* _Data extracts_
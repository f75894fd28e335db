//! `tokio-tungstenite` backed connector

use super::{Frame, GatewayConnector, GatewaySocket};
use crate::error::GatewayError;
use async_trait::async_trait;
use futures::{future, SinkExt, StreamExt};
use std::time::Duration;
use tokio::time::timeout;
use tokio_tungstenite::connect_async;
use tokio_tungstenite::tungstenite::protocol::frame::coding::CloseCode as WsCloseCode;
use tokio_tungstenite::tungstenite::protocol::CloseFrame;
use tokio_tungstenite::tungstenite::Message;
use tracing::{debug, warn};

/// Connects over WebSocket (plain or TLS)
#[derive(Debug, Clone)]
pub struct TungsteniteConnector {
    connect_timeout: Duration,
}

impl TungsteniteConnector {
    /// Default time allowed for the TCP/TLS/upgrade handshake
    pub const DEFAULT_CONNECT_TIMEOUT: Duration = Duration::from_secs(30);

    #[must_use]
    pub fn new() -> Self {
        Self {
            connect_timeout: Self::DEFAULT_CONNECT_TIMEOUT,
        }
    }

    #[must_use]
    pub fn with_connect_timeout(connect_timeout: Duration) -> Self {
        Self { connect_timeout }
    }
}

impl Default for TungsteniteConnector {
    fn default() -> Self {
        Self::new()
    }
}

impl Frame {
    fn into_message(self) -> Message {
        match self {
            Self::Text(text) => Message::Text(text),
            Self::Close { code, reason } => Message::Close(code.map(|code| CloseFrame {
                code: WsCloseCode::from(code),
                reason: reason.into(),
            })),
        }
    }

    fn from_message(message: Message) -> Option<Self> {
        match message {
            Message::Text(text) => Some(Self::Text(text)),
            Message::Binary(bytes) => match String::from_utf8(bytes) {
                Ok(text) => Some(Self::Text(text)),
                Err(e) => {
                    warn!(error = %e, "Dropping non UTF-8 binary frame");
                    None
                }
            },
            Message::Close(frame) => Some(match frame {
                Some(frame) => Self::Close {
                    code: Some(u16::from(frame.code)),
                    reason: frame.reason.into_owned(),
                },
                None => Self::Close {
                    code: None,
                    reason: String::new(),
                },
            }),
            // Pings are answered by tungstenite itself
            Message::Ping(_) | Message::Pong(_) | Message::Frame(_) => None,
        }
    }
}

#[async_trait]
impl GatewayConnector for TungsteniteConnector {
    async fn connect(&self, url: &str) -> Result<GatewaySocket, GatewayError> {
        let (ws_stream, response) = timeout(self.connect_timeout, connect_async(url))
            .await
            .map_err(|_| {
                GatewayError::Connect(format!("timed out after {:?}", self.connect_timeout))
            })?
            .map_err(|e| GatewayError::Connect(e.to_string()))?;

        debug!(url = %url, status = %response.status(), "WebSocket upgraded");

        let (sink, stream) = ws_stream.split();

        let sink = sink
            .sink_map_err(|e| GatewayError::WebSocket(e.to_string()))
            .with(|frame: Frame| future::ready(Ok::<_, GatewayError>(frame.into_message())));

        let stream = stream.filter_map(|message| {
            future::ready(match message {
                Ok(message) => Frame::from_message(message).map(Ok),
                Err(e) => Some(Err(GatewayError::WebSocket(e.to_string()))),
            })
        });

        Ok(GatewaySocket::new(Box::pin(sink), Box::pin(stream)))
    }
}
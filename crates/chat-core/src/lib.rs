//! # chat-core
//!
//! Value objects shared by the gateway connection engine and the REST scheduler.
//! This crate has zero dependencies on networking or async runtimes.

pub mod value_objects;

// Re-export commonly used types at crate root
pub use value_objects::{Intents, Snowflake, SnowflakeParseError};
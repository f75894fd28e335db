//! Chat gateway client entry point
//!
//! Run with:
//! ```bash
//! CHAT_TOKEN=... cargo run -p chat-gateway
//! ```
//!
//! Configuration is loaded from environment variables.

use anyhow::Context;
use async_trait::async_trait;
use chat_common::{try_init_tracing, ClientConfig, TracingConfig};
use chat_core::Snowflake;
use chat_gateway::events::run_event_loop;
use chat_gateway::{
    ConnectionManager, DispatchEvent, EventHandler, GatewayError, TungsteniteConnector,
};
use chat_rest::RestClient;
use std::sync::Arc;
use std::time::Duration;
use tracing::{debug, error, info, warn};

/// Logs every shard notification
struct LoggingHandler;

#[async_trait]
impl EventHandler for LoggingHandler {
    async fn on_connecting(&self, shard_id: u32, url: &str) {
        debug!(shard_id, url, "Connecting");
    }

    async fn on_ready(&self, shard_id: u32, session_id: &str, guilds: &[Snowflake]) {
        info!(shard_id, session_id, guilds = guilds.len(), "Shard ready");
    }

    async fn on_resumed(&self, shard_id: u32, replayed: u64) {
        info!(shard_id, replayed, "Shard resumed");
    }

    async fn on_dispatch(&self, event: DispatchEvent) {
        debug!(
            shard_id = event.shard_id,
            sequence = event.sequence,
            event = %event.name,
            "Dispatch"
        );
    }

    async fn on_reconnecting(&self, shard_id: u32, attempt: u32, delay: Duration) {
        warn!(shard_id, attempt, delay_ms = delay.as_millis() as u64, "Reconnecting");
    }

    async fn on_disconnected(&self, shard_id: u32, code: Option<u16>, reason: &str) {
        info!(shard_id, code = ?code, reason, "Disconnected");
    }

    async fn on_error(&self, shard_id: u32, error: GatewayError) {
        error!(shard_id, error = %error, "Shard error");
    }

    async fn on_destroyed(&self, shard_id: u32, requested: bool) {
        info!(shard_id, requested, "Shard destroyed");
    }
}

#[tokio::main]
async fn main() -> anyhow::Result<()> {
    let config = ClientConfig::from_env().context("Failed to load configuration")?;

    if let Err(e) = try_init_tracing(TracingConfig::for_debug(config.debug)) {
        eprintln!("Warning: Failed to initialize tracing: {e}");
    }

    info!(
        gateway = %config.gateway.url,
        version = config.gateway.version,
        "Starting chat gateway client"
    );

    let rest = RestClient::new(&config.token, config.rest.clone())
        .context("Failed to build REST client")?;

    let mut gateway = config.gateway.clone();
    let total_shards = match gateway.shard_count {
        Some(count) => count,
        None => {
            let bot = rest
                .gateway_bot()
                .await
                .context("Failed to fetch recommended shard count")?;
            info!(
                shards = bot.shards,
                remaining_sessions = bot.session_start_limit.remaining,
                "Using recommended shard count"
            );
            if !bot.url.is_empty() {
                gateway.url = bot.url;
            }
            bot.shards.max(1)
        }
    };
    let shard_ids = gateway.shard_ids.clone();

    let connector = Arc::new(TungsteniteConnector::default());
    let (manager, events) = ConnectionManager::new(config.token.as_str(), gateway, connector);

    let events_task = tokio::spawn(async move {
        run_event_loop(events, &LoggingHandler).await;
    });

    let spawner = {
        let manager = Arc::clone(&manager);
        tokio::spawn(async move { manager.spawn(total_shards, shard_ids).await })
    };

    tokio::signal::ctrl_c()
        .await
        .context("Failed to listen for shutdown signal")?;
    info!("Shutdown signal received");

    let stats = manager.stats();
    manager.destroy().await;
    match spawner.await {
        Ok(Ok(())) | Ok(Err(GatewayError::Destroyed)) => {}
        Ok(Err(e)) => warn!(error = %e, "Shard spawning failed"),
        Err(e) => warn!(error = %e, "Spawn task panicked"),
    }

    info!(shards = stats.total, uptime_secs = stats.uptime.as_secs(), "Gateway client stopped");

    rest.shutdown();
    drop(manager);
    events_task.abort();
    Ok(())
}
//! Event handler trait and dispatch table

use super::{DispatchEvent, ShardEvent};
use crate::error::GatewayError;
use async_trait::async_trait;
use chat_core::Snowflake;
use std::time::Duration;
use tokio::sync::mpsc;

/// Receives shard notifications
///
/// Every method has a no-op default so implementors only override what they need.
#[async_trait]
pub trait EventHandler: Send + Sync {
    async fn on_connecting(&self, _shard_id: u32, _url: &str) {}

    async fn on_connected(&self, _shard_id: u32) {}

    async fn on_ready(&self, _shard_id: u32, _session_id: &str, _guilds: &[Snowflake]) {}

    async fn on_resumed(&self, _shard_id: u32, _replayed: u64) {}

    async fn on_dispatch(&self, _event: DispatchEvent) {}

    async fn on_reconnecting(&self, _shard_id: u32, _attempt: u32, _delay: Duration) {}

    async fn on_disconnected(&self, _shard_id: u32, _code: Option<u16>, _reason: &str) {}

    async fn on_error(&self, _shard_id: u32, _error: GatewayError) {}

    async fn on_destroyed(&self, _shard_id: u32, _requested: bool) {}
}

/// Route one event to the matching handler method
pub async fn dispatch_event<H>(handler: &H, event: ShardEvent)
where
    H: EventHandler + ?Sized,
{
    match event {
        ShardEvent::Connecting { shard_id, url } => handler.on_connecting(shard_id, &url).await,
        ShardEvent::Connected { shard_id } => handler.on_connected(shard_id).await,
        ShardEvent::Ready {
            shard_id,
            session_id,
            guilds,
        } => handler.on_ready(shard_id, &session_id, &guilds).await,
        ShardEvent::Resumed { shard_id, replayed } => handler.on_resumed(shard_id, replayed).await,
        ShardEvent::Dispatch(event) => handler.on_dispatch(event).await,
        ShardEvent::Reconnecting {
            shard_id,
            attempt,
            delay,
        } => handler.on_reconnecting(shard_id, attempt, delay).await,
        ShardEvent::Disconnected {
            shard_id,
            code,
            reason,
        } => handler.on_disconnected(shard_id, code, &reason).await,
        ShardEvent::Error { shard_id, error } => handler.on_error(shard_id, error).await,
        ShardEvent::Destroyed {
            shard_id,
            requested,
        } => handler.on_destroyed(shard_id, requested).await,
    }
}

/// Drain a shard event stream into a handler until every sender is gone
pub async fn run_event_loop<H>(mut events: mpsc::UnboundedReceiver<ShardEvent>, handler: &H)
where
    H: EventHandler + ?Sized,
{
    while let Some(event) = events.recv().await {
        dispatch_event(handler, event).await;
    }
}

* _What you will do_
What are the lines above that hold the string "Duration"? Copy them.

* _Completed task_
use std::time::Duration;
    connect_timeout: Duration,
    pub const DEFAULT_CONNECT_TIMEOUT: Duration = Duration::from_secs(30);
    pub fn with_connect_timeout(connect_timeout: Duration) -> Self {
use std::time::Duration;
    async fn on_reconnecting(&self, shard_id: u32, attempt: u32, delay: Duration) {
use std::time::Duration;
    async fn on_reconnecting(&self, _shard_id: u32, _attempt: u32, _delay: Duration) {}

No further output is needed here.